WHAT YOU ARE ASKED TO DO »
Each record should be returned exactly as it is written.

RECORDS SUPPLIED »
// Copyright 2022 SphereEx Authors
//
// Licensed under the Apache License, Version 2.0 (the "License");
// you may not use this file except in compliance with the License.
// You may obtain a copy of the License at
//
//     http://www.apache.org/licenses/LICENSE-2.0
//
// Unless required by applicable law or agreed to in writing, software
// distributed under the License is distributed on an "AS IS" BASIS,
// WITHOUT WARRANTIES OR CONDITIONS OF ANY KIND, either express or implied.
// See the License for the specific language governing permissions and
// limitations under the License.

use serde::{Deserialize, Serialize};

use crate::{node::Node, random_weighted::RandomWeighted, roundrobin_weighted::RoundRobinWeighted};

pub struct Balance;

#[derive(Debug, Serialize, Deserialize, Clone, Copy, PartialEq, Eq)]
#[serde(rename_all = "snake_case")]
pub enum AlgorithmName {
    Random,
    RoundRobin,
}

impl Default for AlgorithmName {
    fn default() -> Self {
        AlgorithmName::Random
    }
}

pub trait LoadBalance {
    fn next(&mut self) -> Option<&Node>;
    fn add(&mut self, node: Node);
    fn item_exists(&self, node: &Node) -> bool;
    fn get_all(&self) -> &[Node];
}

#[derive(Debug)]
pub enum BalanceType {
    Random(RandomWeighted),
    RoundRobin(RoundRobinWeighted),
}

impl LoadBalance for BalanceType {
    fn next(&mut self) -> Option<&Node> {
        match self {
            BalanceType::Random(inner_random) => inner_random.next(),
            BalanceType::RoundRobin(inner_roundrobin) => inner_roundrobin.next(),
        }
    }

    fn add(&mut self, node: Node) {
        match self {
            BalanceType::Random(inner_random) => inner_random.add(node),
            BalanceType::RoundRobin(inner_roundrobin) => inner_roundrobin.add(node),
        }
    }

    fn item_exists(&self, node: &Node) -> bool {
        match self {
            BalanceType::Random(inner_random) => inner_random.item_exists(node),
            BalanceType::RoundRobin(inner_roundrobin) => inner_roundrobin.item_exists(node),
        }
    }

    fn get_all(&self) -> &[Node] {
        match self {
            BalanceType::Random(inner_random) => inner_random.get_all(),
            BalanceType::RoundRobin(inner_roundrobin) => inner_roundrobin.get_all(),
        }
    }
}

impl Balance {
    pub fn build_balance(&self, algorithm_name: AlgorithmName) -> BalanceType {
        match algorithm_name {
            AlgorithmName::Random => BalanceType::Random(RandomWeighted::default()),
            AlgorithmName::RoundRobin => BalanceType::RoundRobin(RoundRobinWeighted::default()),
        }
    }

    pub fn build_balance_with_nodes(
        &self,
        algorithm_name: AlgorithmName,
        nodes: impl IntoIterator<Item = Node>,
    ) -> BalanceType {
        let mut balance = self.build_balance(algorithm_name);
        for node in nodes {
            balance.add(node);
        }
        balance
    }
}

#[cfg(test)]
mod test {
    use super::*;

    #[test]
    fn test_build_balance() {
        let nodes = vec![Node::new("ds_slave_0"), Node::new("ds_slave_1")];
        let mut balance = Balance.build_balance_with_nodes(AlgorithmName::RoundRobin, nodes);
        assert!(matches!(balance, BalanceType::RoundRobin(_)));
        assert_eq!(balance.get_all().len(), 2);

        balance.add(Node::new("ds_slave_0"));
        assert_eq!(balance.get_all().len(), 2);
        assert!(balance.item_exists(&Node::new("ds_slave_1")));

        let names = (0..4).map(|_| balance.next().unwrap().name.clone()).collect::<Vec<_>>();
        assert_eq!(names, vec!["ds_slave_0", "ds_slave_1", "ds_slave_0", "ds_slave_1"]);
    }

    #[test]
    fn test_empty_balance() {
        let mut balance = Balance.build_balance(AlgorithmName::Random);
        assert!(balance.next().is_none());
    }
}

SOLUTION FOR THIS PROBLEM »
// Copyright 2022 SphereEx Authors
//
// Licensed under the Apache License, Version 2.0 (the "License");
// you may not use this file except in compliance with the License.
// You may obtain a copy of the License at
//
//     http://www.apache.org/licenses/LICENSE-2.0
//
// Unless required by applicable law or agreed to in writing, software
// distributed under the License is distributed on an "AS IS" BASIS,
// WITHOUT WARRANTIES OR CONDITIONS OF ANY KIND, either express or implied.
// See the License for the specific language governing permissions and
// limitations under the License.

use serde::{Deserialize, Serialize};

use crate::{node::Node, random_weighted::RandomWeighted, roundrobin_weighted::RoundRobinWeighted};

pub struct Balance;

#[derive(Debug, Serialize, Deserialize, Clone, Copy, PartialEq, Eq)]
#[serde(rename_all = "snake_case")]
pub enum AlgorithmName {
    Random,
    RoundRobin,
}

impl Default for AlgorithmName {
    fn default() -> Self {
        AlgorithmName::Random
    }
}

pub trait LoadBalance {
    fn next(&mut self) -> Option<&Node>;
    fn add(&mut self, node: Node);
    fn item_exists(&self, node: &Node) -> bool;
    fn get_all(&self) -> &[Node];
}

#[derive(Debug)]
pub enum BalanceType {
    Random(RandomWeighted),
    RoundRobin(RoundRobinWeighted),
}

impl LoadBalance for BalanceType {
    fn next(&mut self) -> Option<&Node> {
        match self {
            BalanceType::Random(inner_random) => inner_random.next(),
            BalanceType::RoundRobin(inner_roundrobin) => inner_roundrobin.next(),
        }
    }

    fn add(&mut self, node: Node) {
        match self {
            BalanceType::Random(inner_random) => inner_random.add(node),
            BalanceType::RoundRobin(inner_roundrobin) => inner_roundrobin.add(node),
        }
    }

    fn item_exists(&self, node: &Node) -> bool {
        match self {
            BalanceType::Random(inner_random) => inner_random.item_exists(node),
            BalanceType::RoundRobin(inner_roundrobin) => inner_roundrobin.item_exists(node),
        }
    }

    fn get_all(&self) -> &[Node] {
        match self {
            BalanceType::Random(inner_random) => inner_random.get_all(),
            BalanceType::RoundRobin(inner_roundrobin) => inner_roundrobin.get_all(),
        }
    }
}

impl Balance {
    pub fn build_balance(&self, algorithm_name: AlgorithmName) -> BalanceType {
        match algorithm_name {
            AlgorithmName::Random => BalanceType::Random(RandomWeighted::default()),
            AlgorithmName::RoundRobin => BalanceType::RoundRobin(RoundRobinWeighted::default()),
        }
    }

    pub fn build_balance_with_nodes(
        &self,
        algorithm_name: AlgorithmName,
        nodes: impl IntoIterator<Item = Node>,
    ) -> BalanceType {
        let mut balance = self.build_balance(algorithm_name);
        for node in nodes {
            balance.add(node);
        }
        balance
    }
}

#[cfg(test)]
mod test {
    use super::*;

    #[test]
    fn test_build_balance() {
        let nodes = vec![Node::new("ds_slave_0"), Node::new("ds_slave_1")];
        let mut balance = Balance.build_balance_with_nodes(AlgorithmName::RoundRobin, nodes);
        assert!(matches!(balance, BalanceType::RoundRobin(_)));
        assert_eq!(balance.get_all().len(), 2);

        balance.add(Node::new("ds_slave_0"));
        assert_eq!(balance.get_all().len(), 2);
        assert!(balance.item_exists(&Node::new("ds_slave_1")));

        let names = (0..4).map(|_| balance.next().unwrap().name.clone()).collect::<Vec<_>>();
        assert_eq!(names, vec!["ds_slave_0", "ds_slave_1", "ds_slave_0", "ds_slave_1"]);
    }

    #[test]
    fn test_empty_balance() {
        let mut balance = Balance.build_balance(AlgorithmName::Random);
        assert!(balance.next().is_none());
    }
}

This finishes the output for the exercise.